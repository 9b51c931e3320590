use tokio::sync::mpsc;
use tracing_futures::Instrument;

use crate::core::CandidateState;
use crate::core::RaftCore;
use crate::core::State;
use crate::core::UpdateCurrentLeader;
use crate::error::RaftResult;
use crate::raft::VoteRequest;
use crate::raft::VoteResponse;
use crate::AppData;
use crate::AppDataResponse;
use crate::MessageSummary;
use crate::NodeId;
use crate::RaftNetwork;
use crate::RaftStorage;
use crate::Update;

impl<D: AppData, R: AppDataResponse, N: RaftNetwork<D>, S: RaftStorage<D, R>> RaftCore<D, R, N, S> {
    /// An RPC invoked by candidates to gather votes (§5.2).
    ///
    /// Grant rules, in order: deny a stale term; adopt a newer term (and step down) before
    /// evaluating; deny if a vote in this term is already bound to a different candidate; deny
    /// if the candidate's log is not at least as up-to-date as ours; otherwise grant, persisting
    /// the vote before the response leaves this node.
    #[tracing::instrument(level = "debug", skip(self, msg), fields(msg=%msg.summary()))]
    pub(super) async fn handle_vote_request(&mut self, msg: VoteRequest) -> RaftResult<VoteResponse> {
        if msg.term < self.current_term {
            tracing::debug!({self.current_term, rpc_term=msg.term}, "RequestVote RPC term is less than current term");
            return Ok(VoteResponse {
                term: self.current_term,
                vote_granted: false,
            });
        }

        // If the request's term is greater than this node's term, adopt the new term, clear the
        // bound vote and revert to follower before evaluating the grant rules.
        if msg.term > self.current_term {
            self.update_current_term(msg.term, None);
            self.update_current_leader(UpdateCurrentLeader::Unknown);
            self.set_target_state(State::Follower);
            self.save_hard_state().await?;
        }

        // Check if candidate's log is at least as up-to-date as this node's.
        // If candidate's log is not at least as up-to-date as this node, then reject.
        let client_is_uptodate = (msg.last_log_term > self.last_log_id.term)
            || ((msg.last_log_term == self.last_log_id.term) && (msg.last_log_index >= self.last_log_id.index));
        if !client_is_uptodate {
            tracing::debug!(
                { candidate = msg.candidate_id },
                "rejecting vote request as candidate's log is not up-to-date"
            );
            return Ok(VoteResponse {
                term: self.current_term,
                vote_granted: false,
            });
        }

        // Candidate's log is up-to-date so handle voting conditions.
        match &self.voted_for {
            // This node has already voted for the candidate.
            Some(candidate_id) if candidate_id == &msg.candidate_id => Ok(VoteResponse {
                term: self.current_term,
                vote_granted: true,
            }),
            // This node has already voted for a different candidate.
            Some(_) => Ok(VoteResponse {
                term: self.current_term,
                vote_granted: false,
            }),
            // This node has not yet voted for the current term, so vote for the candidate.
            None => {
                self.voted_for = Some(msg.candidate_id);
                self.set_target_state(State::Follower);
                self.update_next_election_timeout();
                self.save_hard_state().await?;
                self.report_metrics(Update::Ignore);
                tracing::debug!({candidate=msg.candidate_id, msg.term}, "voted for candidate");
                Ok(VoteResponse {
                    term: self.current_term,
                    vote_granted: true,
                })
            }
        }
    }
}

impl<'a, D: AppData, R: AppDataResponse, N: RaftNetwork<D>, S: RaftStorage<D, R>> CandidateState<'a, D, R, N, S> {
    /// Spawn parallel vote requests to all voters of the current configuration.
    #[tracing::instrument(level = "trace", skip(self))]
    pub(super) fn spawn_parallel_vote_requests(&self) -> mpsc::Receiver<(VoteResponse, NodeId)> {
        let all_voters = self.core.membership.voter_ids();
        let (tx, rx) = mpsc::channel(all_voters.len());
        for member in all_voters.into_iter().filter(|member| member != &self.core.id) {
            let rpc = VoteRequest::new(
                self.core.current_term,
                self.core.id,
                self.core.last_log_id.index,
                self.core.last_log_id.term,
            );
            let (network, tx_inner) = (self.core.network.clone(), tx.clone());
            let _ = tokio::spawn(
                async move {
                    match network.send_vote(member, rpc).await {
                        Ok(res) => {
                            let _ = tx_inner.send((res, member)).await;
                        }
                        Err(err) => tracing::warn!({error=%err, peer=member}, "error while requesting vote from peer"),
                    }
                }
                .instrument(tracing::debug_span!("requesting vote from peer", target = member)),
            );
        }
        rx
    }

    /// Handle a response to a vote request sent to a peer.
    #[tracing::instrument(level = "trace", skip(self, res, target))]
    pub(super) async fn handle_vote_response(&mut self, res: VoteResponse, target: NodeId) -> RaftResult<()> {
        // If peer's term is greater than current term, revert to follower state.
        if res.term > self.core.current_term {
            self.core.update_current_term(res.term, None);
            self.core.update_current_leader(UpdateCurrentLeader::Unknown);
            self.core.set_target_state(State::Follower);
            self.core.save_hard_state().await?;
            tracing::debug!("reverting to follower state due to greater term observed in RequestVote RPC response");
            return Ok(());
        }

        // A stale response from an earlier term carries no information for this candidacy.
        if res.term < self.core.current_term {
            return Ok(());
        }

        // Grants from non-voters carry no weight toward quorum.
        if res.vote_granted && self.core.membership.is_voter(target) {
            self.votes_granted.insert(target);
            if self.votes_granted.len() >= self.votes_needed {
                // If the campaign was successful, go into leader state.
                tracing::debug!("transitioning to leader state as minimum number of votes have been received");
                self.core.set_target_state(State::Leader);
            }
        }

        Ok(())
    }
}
...
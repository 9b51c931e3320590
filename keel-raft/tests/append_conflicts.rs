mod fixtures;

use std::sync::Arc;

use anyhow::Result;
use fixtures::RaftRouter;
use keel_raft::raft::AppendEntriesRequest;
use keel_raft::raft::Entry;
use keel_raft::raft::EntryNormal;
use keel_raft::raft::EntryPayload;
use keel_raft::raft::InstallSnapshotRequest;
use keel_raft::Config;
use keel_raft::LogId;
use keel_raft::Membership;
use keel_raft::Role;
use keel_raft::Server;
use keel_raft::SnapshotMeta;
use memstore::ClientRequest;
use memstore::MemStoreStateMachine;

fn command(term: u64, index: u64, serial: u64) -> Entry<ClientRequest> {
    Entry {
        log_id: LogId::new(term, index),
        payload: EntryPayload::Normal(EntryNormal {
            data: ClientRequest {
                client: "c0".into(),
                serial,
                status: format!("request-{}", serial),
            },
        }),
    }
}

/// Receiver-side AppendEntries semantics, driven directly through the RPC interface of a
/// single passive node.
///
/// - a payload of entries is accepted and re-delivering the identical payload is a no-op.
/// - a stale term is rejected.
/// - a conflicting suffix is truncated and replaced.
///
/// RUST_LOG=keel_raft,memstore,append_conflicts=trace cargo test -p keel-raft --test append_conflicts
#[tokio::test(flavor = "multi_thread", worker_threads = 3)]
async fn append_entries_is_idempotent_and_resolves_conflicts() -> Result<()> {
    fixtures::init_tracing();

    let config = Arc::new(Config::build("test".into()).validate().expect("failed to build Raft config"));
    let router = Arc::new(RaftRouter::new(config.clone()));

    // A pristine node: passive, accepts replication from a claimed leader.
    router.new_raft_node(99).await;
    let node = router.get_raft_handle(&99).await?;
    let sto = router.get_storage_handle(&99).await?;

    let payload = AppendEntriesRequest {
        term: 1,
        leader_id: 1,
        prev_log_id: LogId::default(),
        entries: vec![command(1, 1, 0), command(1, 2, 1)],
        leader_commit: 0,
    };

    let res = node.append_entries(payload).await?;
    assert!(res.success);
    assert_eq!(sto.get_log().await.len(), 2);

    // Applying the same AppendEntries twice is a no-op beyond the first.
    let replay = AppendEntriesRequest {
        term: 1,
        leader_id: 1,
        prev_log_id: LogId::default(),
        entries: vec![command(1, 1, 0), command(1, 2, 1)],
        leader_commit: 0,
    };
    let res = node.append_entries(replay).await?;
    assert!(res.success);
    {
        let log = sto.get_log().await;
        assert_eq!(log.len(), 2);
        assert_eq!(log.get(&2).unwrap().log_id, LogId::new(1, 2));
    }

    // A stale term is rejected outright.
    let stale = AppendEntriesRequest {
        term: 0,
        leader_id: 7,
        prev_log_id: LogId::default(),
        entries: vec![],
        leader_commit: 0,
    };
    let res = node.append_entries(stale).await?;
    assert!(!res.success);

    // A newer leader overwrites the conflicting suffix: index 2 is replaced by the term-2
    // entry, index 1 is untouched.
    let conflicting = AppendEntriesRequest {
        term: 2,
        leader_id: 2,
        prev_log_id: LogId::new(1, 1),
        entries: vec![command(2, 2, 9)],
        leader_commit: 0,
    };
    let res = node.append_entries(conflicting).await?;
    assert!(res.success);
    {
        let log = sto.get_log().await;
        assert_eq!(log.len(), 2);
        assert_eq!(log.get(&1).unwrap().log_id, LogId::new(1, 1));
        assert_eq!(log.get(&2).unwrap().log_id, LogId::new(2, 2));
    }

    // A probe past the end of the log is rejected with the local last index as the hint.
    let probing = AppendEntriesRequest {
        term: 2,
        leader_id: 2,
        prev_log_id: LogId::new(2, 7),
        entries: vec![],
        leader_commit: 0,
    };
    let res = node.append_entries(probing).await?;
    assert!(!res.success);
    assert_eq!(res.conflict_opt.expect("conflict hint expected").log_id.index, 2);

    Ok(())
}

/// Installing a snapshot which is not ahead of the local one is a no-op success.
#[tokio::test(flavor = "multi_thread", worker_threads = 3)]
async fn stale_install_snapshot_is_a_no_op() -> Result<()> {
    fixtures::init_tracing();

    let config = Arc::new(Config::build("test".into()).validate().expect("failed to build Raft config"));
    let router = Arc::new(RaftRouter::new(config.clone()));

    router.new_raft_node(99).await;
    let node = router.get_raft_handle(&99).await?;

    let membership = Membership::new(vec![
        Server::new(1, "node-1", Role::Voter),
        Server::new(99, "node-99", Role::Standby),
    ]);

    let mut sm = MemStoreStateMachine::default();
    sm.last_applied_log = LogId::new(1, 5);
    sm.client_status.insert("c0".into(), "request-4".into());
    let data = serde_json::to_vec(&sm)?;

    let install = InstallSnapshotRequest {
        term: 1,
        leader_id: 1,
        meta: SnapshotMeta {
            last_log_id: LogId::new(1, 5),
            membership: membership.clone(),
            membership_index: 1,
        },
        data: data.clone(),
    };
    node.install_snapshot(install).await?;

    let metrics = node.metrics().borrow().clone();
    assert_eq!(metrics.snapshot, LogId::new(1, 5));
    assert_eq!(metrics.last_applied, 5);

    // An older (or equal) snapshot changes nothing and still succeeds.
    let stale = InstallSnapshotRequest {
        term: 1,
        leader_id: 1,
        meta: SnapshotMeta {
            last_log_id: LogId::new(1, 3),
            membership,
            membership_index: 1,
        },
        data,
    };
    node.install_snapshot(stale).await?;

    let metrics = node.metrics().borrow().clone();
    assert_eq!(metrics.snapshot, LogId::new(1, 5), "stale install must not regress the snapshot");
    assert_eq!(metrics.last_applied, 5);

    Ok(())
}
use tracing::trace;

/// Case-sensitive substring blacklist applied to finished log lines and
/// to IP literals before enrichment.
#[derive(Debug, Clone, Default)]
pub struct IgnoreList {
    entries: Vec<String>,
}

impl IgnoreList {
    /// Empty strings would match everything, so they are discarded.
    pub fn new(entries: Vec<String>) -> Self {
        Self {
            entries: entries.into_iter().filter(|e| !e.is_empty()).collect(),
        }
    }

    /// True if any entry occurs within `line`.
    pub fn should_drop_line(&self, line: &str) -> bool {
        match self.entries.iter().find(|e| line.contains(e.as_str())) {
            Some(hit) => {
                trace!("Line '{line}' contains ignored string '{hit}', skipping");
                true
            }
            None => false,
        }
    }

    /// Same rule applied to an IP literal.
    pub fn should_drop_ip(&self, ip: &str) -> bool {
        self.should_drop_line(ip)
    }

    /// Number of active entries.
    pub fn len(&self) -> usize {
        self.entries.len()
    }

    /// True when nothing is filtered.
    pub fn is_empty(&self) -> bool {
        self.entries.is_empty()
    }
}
...
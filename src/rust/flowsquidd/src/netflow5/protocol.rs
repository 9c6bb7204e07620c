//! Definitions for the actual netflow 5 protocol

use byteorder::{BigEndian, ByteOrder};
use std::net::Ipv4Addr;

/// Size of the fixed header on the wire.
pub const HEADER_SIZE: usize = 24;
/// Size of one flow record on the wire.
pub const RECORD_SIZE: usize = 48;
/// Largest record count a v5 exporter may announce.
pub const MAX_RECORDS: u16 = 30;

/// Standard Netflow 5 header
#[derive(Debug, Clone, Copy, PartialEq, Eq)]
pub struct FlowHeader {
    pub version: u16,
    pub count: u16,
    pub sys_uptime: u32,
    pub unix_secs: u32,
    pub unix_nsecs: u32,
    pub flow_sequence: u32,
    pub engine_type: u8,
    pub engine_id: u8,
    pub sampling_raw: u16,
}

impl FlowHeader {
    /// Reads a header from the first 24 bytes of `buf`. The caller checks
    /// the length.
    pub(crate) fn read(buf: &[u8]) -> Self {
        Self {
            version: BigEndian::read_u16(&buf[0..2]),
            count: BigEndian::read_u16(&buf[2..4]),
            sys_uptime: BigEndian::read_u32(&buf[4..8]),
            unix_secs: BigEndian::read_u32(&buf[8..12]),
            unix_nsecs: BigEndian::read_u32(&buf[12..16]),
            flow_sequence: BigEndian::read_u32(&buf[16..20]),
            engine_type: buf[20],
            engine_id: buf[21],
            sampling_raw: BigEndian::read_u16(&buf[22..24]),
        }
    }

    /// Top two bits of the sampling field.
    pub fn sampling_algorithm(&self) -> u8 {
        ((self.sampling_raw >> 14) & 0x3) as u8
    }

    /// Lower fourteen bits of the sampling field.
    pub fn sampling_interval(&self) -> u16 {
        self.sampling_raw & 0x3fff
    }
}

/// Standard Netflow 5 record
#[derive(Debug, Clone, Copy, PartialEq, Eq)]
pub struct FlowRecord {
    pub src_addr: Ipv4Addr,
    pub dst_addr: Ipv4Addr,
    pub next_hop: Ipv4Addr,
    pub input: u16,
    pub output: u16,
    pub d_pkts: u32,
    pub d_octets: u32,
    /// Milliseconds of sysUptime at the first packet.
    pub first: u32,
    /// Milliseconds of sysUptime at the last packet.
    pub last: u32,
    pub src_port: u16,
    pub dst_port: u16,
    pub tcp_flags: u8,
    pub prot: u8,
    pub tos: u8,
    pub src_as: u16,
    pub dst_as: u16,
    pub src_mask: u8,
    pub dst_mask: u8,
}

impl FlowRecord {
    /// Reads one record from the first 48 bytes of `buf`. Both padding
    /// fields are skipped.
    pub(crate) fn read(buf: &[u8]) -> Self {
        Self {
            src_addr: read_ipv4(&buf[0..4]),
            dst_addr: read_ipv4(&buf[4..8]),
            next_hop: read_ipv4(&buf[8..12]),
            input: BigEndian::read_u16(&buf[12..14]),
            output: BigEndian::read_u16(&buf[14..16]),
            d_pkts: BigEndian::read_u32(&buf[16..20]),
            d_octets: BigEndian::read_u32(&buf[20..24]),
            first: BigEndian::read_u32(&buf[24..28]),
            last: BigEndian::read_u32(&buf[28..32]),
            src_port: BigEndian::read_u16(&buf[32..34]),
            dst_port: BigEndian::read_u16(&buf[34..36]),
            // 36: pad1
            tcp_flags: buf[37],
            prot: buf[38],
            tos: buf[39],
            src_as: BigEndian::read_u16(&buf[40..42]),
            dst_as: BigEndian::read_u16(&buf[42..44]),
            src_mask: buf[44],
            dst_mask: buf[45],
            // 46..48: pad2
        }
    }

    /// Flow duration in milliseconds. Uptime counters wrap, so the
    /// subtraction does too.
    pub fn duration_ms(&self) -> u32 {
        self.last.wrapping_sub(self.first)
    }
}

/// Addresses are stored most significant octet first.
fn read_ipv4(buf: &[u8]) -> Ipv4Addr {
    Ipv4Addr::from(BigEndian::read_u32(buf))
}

> _Assignment_
What you give back must be the stretch above, starting at the line with "use std::sync::Arc;" and ending at the line with "keel-raft --test append_conflicts", copied exactly.

> _Result of the task_
use std::sync::Arc;

use anyhow::Result;
use fixtures::RaftRouter;
use keel_raft::raft::AppendEntriesRequest;
use keel_raft::raft::Entry;
use keel_raft::raft::EntryNormal;
use keel_raft::raft::EntryPayload;
use keel_raft::raft::InstallSnapshotRequest;
use keel_raft::Config;
use keel_raft::LogId;
use keel_raft::Membership;
use keel_raft::Role;
use keel_raft::Server;
use keel_raft::SnapshotMeta;
use memstore::ClientRequest;
use memstore::MemStoreStateMachine;

fn command(term: u64, index: u64, serial: u64) -> Entry<ClientRequest> {
    Entry {
        log_id: LogId::new(term, index),
        payload: EntryPayload::Normal(EntryNormal {
            data: ClientRequest {
                client: "c0".into(),
                serial,
                status: format!("request-{}", serial),
            },
        }),
    }
}

/// Receiver-side AppendEntries semantics, driven directly through the RPC interface of a
/// single passive node.
///
/// - a payload of entries is accepted and re-delivering the identical payload is a no-op.
/// - a stale term is rejected.
/// - a conflicting suffix is truncated and replaced.
///
/// RUST_LOG=keel_raft,memstore,append_conflicts=trace cargo test -p keel-raft --test append_conflicts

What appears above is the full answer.